_WHAT YOU ARE ASKED TO DO_: Starting with the line that contains "self.threads.iter_mut().find(|t| t.id == id)", set down each line through the end of the entries below, exactly and with nothing added.

_TASK INPUTS_:
___

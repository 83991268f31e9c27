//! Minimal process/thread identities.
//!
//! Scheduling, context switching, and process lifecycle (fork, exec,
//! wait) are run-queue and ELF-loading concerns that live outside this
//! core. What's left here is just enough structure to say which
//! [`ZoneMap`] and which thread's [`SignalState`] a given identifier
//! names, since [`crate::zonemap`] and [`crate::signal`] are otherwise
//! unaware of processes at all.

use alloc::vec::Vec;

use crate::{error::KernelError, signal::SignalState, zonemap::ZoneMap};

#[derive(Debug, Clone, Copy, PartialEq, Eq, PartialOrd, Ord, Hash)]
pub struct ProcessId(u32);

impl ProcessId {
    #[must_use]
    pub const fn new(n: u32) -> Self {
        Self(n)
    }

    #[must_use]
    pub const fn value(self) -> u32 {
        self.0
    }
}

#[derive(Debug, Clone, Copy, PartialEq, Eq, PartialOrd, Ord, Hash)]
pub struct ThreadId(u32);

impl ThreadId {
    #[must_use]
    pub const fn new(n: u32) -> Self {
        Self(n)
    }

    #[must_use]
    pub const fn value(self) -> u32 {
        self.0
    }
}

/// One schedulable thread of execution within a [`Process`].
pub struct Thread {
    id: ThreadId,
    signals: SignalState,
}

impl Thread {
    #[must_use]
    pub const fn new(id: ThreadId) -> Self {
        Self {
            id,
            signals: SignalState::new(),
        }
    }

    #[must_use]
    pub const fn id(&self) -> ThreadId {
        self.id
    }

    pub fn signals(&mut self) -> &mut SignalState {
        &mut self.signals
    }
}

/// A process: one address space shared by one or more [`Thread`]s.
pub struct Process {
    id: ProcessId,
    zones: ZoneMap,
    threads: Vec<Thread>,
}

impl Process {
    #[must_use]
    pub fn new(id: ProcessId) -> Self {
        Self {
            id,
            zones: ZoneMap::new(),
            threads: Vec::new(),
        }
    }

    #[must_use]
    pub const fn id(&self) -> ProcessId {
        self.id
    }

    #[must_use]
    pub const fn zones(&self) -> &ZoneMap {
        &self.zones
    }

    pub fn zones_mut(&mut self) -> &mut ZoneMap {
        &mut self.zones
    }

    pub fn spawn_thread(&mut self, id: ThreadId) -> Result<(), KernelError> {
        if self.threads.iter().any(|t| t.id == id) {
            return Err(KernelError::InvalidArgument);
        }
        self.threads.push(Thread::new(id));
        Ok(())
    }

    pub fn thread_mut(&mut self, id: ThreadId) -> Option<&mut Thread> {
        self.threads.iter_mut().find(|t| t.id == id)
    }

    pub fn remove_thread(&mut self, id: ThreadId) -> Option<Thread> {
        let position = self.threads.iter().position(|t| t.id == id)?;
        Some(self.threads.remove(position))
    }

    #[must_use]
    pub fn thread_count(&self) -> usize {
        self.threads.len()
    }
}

___

_WRITTEN REPLY_:
        self.threads.iter_mut().find(|t| t.id == id)
    }

    pub fn remove_thread(&mut self, id: ThreadId) -> Option<Thread> {
        let position = self.threads.iter().position(|t| t.id == id)?;
        Some(self.threads.remove(position))
    }

    #[must_use]
    pub fn thread_count(&self) -> usize {
        self.threads.len()
    }
}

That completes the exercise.